Dan sebaliknya, orang yang sedikit ilmunya, pasti banyak ingkarnya. Maksudnya ia justru sering marah dan mengingkari apa yang dilakukan oleh saudaranya itu hanya karena mereka melakukan ritual yang ia tidak lakukan. Bahkan tidak jarang –dengan beraninya- mereka memvonis orang lain sesat, salah serta keliru. Padahal masalahnya adalah masalah yang masih dalam perdebatan ulama.
Akhirnya, karena hanya punya ilmu satu-satunya dari guru yang satu dan tak mau menimba serta memikul ilmu dari yang guru yang berbeda, tertanam dalam diri bahwa kebenaran hanya pada dirinya. Jadilah ia pendakwa yang sering marah dan susah bergaul.
Hari-harinya hanya diisi oleh kemarahan dan menyalahkan orang lain. Persis anak kecil yang sedang ngambek. Dari kata ambek / ambek-an yang dalam bahasa Indonesia artinya suka marah.
Anak kecil yang sedang ngambek, tidak ada yang ia lakukan kecuali menyalahkan semua orang yang tidak ikut sejalan dengan dia. Orang tua, kakak, dan adiknya semua dipaksa ikut dengannya karena sedang ngambek. Ngambek-nya tidak akan selesai kecuali semua mengikuti aturannya, pokoknya yang benar itu hanya ia seorang. Begitulah kelakukan anak kecil yang sedang ngambek.
Pendakwah yang kerjaannya hanya marah dan menyalahkan, tidak ada bedanya antara dirinya dengan anak kecil yang suka ngambek.
Menyakini bahwa shalat subuh itu pakai qunut, ketika melihat ada yang tidak qunut, ia marah lalu ngambek. Tidak jauh beda dengan yang meyakini tidak ada qunut, melihat ada yang qunut akhirnya ngambek malah bikin masjid baru yang tidak ada qunut-nya.
Yang ia tahu bahwa puasa 6 hari syawal itu sunnah, tapi ketika mendengar ada yang mengatakan itu makruh, ia langsung marah dan mengatakan itu salah, ngambek. Padahal pendapat puasa 6 hari syawal itu pandangan madzhab al-Malikiyah dan al-Hanafiyah.

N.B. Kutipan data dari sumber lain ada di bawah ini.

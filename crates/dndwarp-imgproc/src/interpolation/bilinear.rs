use dndwarp_image::Image;

/// Locate `q` on an ascending axis.
///
/// Returns the indices of the two samples bracketing `q` and the fractional
/// position between them, or `None` when `q` lies outside the axis (or is NaN).
fn locate(axis: &[f32], q: f32) -> Option<(usize, usize, f32)> {
    let (first, last) = (*axis.first()?, *axis.last()?);

    // the negated form also rejects NaN
    if !(q >= first && q <= last) {
        return None;
    }

    let n = axis.len();
    if n == 1 {
        return Some((0, 0, 0.0));
    }

    let i0 = axis.partition_point(|&a| a <= q).saturating_sub(1).min(n - 2);
    let i1 = i0 + 1;
    let frac = (q - axis[i0]) / (axis[i1] - axis[i0]);

    Some((i0, i1, frac))
}

/// Kernel for bilinear interpolation over a rectilinear grid.
///
/// The pixel at `(row, col)` of `image` sits at coordinates
/// `(x_axis[col], y_axis[row])`. Every channel is interpolated independently
/// from the four samples surrounding `(u, v)`.
///
/// # Arguments
///
/// * `image` - The input image container.
/// * `x_axis` - Ascending column coordinates, one per image column.
/// * `y_axis` - Ascending row coordinates, one per image row.
/// * `u` - The x coordinate of the point to interpolate.
/// * `v` - The y coordinate of the point to interpolate.
///
/// # Returns
///
/// The interpolated pixel values, or 0 in every channel when `(u, v)` is
/// outside the grid.
pub fn bilinear_interpolation<const C: usize>(
    image: &Image<f32, C>,
    x_axis: &[f32],
    y_axis: &[f32],
    u: f32,
    v: f32,
) -> [f32; C] {
    let mut pixel = [0.0; C];

    let (Some((iu0, iu1, frac_u)), Some((iv0, iv1, frac_v))) =
        (locate(x_axis, u), locate(y_axis, v))
    else {
        return pixel;
    };

    let cols = image.cols();

    let frac_uu = 1.0 - frac_u;
    let frac_vv = 1.0 - frac_v;

    let w00 = frac_uu * frac_vv;
    let w01 = frac_u * frac_vv;
    let w10 = frac_uu * frac_v;
    let w11 = frac_u * frac_v;

    let base00 = (iv0 * cols + iu0) * C;
    let base01 = (iv0 * cols + iu1) * C;
    let base10 = (iv1 * cols + iu0) * C;
    let base11 = (iv1 * cols + iu1) * C;

    let data = image.as_slice();

    let p00 = &data[base00..base00 + C];
    let p01 = &data[base01..base01 + C];
    let p10 = &data[base10..base10 + C];
    let p11 = &data[base11..base11 + C];

    for k in 0..C {
        pixel[k] = p00[k] * w00 + p01[k] * w01 + p10[k] * w10 + p11[k] * w11;
    }

    pixel
}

Sudah paten tertancap dalam jiwanya, bahwa yang namanya shalat jum’at itu mulainya setelah masuk waktu zuhur. Ketika melihat ada yang adzan jumat sebelum masuk waktu zuhur, ia ngambek dan marah sejadi-jadinya serta mengumpat yang berbeda. Padahal dalam madzhab al-Hanabilah tidak disyaratkan shalat jumat harus di waktu zuhur, boleh sebelumnya.
Tahunya bahwa celana itu harus di atas mata kaki. Pas melihat ada ustadz yang celananya di bawah mata kaki, ia bilang ngambek tidak mau lagi mendengar materi dari ustadz tersebut. Padahal seandainya ia mau belajar, perkaranya masih dalam perdebatan. Bahkan pendapat 4 madzhab secara resmi tidak ada yang mewajibka harus di atas mata kaki.
Yang diyakini bahwa muslim itu harus berjenggot. Ketika melihat ada imam shalat/ustadz yang tidak berjenggot atau terlihat mencukur jenggot, dengan mudah ia menyalahkan dan akhirnya ngambek, tidak mau shalat di belakang imam yang mencukur jenggotnya. Padahal kalau mau belajar, ia akan mengerti perkara jenggotnya sendiri.
Seandainya mereka tahu lebih banyak tentang perbedaan pandangan, tentang madzhab fiqih, tenang hukum syariah, pastinya tidak akan jadi orang yang ngambekan. Seandainya ...
Jadi, agar dakwahnya tepat dan diterima, syarat mutlak –seperti yang dijelaskan oleh Imam Ibnu Taimiyah- adalah Ilmu yang cukup. Makin banyak ilmu, makin banyak tahu, makin banyak tahu, makin sadar bahwa dirinya serasa makin bodoh. Merasa diri bodoh, tentu tidak mudah menuduh. Membuka cakrawala syariah serta tidak stag hanya pada satu pandangan.